[Exercise description]
Lines below starting with the line with "Self::default()" and going on through the line with "to plant corruption." must be output exactly; the rest of the records must be left out.

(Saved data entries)
-*-*-
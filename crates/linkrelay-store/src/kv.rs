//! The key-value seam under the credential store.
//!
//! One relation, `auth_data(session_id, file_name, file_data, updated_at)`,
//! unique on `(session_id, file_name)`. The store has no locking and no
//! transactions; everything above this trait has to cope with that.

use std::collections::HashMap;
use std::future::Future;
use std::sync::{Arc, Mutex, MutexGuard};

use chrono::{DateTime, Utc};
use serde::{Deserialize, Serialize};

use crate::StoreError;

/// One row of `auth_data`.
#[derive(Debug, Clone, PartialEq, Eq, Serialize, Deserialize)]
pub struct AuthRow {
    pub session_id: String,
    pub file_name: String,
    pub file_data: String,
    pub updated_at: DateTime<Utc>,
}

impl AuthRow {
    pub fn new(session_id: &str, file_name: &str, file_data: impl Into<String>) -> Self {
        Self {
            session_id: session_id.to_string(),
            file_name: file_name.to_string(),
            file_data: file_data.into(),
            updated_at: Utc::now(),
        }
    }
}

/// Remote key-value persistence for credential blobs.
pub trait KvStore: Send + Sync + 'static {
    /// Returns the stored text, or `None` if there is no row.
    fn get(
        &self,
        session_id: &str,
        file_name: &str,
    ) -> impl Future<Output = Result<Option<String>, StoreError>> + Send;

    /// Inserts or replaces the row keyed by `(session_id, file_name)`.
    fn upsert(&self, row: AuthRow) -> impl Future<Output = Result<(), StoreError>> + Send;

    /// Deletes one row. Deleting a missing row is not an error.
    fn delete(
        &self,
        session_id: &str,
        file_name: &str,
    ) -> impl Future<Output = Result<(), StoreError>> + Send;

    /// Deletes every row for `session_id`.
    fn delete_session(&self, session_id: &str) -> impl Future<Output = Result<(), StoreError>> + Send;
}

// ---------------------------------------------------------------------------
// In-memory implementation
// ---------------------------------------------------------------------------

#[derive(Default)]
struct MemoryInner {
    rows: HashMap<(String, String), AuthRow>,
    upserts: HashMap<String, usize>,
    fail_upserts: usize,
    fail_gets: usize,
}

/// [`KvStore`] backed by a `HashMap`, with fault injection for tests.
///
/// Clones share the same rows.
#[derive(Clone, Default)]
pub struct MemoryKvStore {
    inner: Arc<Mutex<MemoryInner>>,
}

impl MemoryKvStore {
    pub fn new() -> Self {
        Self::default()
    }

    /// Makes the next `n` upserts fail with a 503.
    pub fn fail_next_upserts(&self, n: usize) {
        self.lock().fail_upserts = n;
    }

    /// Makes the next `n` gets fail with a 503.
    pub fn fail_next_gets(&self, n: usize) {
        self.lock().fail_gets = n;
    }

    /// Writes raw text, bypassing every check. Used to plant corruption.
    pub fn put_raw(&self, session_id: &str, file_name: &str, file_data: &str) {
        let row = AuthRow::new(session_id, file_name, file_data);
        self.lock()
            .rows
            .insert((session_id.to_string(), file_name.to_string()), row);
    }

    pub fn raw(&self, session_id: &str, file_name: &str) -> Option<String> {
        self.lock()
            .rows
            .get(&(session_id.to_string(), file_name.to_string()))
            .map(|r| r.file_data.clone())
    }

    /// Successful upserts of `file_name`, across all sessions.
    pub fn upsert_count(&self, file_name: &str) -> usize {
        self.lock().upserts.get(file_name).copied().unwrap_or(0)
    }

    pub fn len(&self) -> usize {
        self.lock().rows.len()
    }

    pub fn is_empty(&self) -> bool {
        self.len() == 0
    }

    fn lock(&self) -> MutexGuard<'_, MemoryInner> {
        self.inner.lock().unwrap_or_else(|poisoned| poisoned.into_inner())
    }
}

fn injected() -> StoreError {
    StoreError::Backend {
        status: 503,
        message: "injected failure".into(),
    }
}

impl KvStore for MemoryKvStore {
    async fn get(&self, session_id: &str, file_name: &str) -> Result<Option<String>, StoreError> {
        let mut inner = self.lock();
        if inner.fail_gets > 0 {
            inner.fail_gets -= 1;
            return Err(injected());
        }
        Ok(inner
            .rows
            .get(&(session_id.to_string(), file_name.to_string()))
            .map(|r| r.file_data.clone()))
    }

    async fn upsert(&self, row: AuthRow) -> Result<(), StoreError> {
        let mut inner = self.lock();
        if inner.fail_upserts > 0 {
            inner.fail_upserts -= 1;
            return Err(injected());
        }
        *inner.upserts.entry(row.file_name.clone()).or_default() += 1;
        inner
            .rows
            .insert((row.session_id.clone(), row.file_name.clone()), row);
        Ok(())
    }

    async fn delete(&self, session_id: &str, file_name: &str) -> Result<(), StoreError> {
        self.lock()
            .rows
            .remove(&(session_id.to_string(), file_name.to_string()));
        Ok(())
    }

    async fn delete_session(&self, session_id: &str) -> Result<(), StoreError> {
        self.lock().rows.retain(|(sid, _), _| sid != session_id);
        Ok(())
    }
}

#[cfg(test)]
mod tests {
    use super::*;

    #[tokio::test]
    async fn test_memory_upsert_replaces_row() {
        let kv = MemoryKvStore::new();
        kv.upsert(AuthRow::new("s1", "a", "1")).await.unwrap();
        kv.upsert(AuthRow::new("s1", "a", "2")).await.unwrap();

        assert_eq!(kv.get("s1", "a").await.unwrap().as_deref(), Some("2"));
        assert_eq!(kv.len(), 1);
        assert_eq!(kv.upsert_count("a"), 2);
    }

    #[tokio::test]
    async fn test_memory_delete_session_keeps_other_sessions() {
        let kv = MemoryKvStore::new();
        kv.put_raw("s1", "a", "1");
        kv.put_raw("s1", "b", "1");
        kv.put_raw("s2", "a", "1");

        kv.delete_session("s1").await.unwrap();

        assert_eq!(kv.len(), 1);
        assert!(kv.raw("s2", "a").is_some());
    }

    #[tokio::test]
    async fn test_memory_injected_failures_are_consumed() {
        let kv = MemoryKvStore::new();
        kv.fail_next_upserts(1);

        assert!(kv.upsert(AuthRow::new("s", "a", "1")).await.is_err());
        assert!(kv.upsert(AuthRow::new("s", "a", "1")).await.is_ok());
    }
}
-*-*-
[Written answer]
        Self::default()
    }

    /// Makes the next `n` upserts fail with a 503.
    pub fn fail_next_upserts(&self, n: usize) {
        self.lock().fail_upserts = n;
    }

    /// Makes the next `n` gets fail with a 503.
    pub fn fail_next_gets(&self, n: usize) {
        self.lock().fail_gets = n;
    }

    /// Writes raw text, bypassing every check. Used to plant corruption.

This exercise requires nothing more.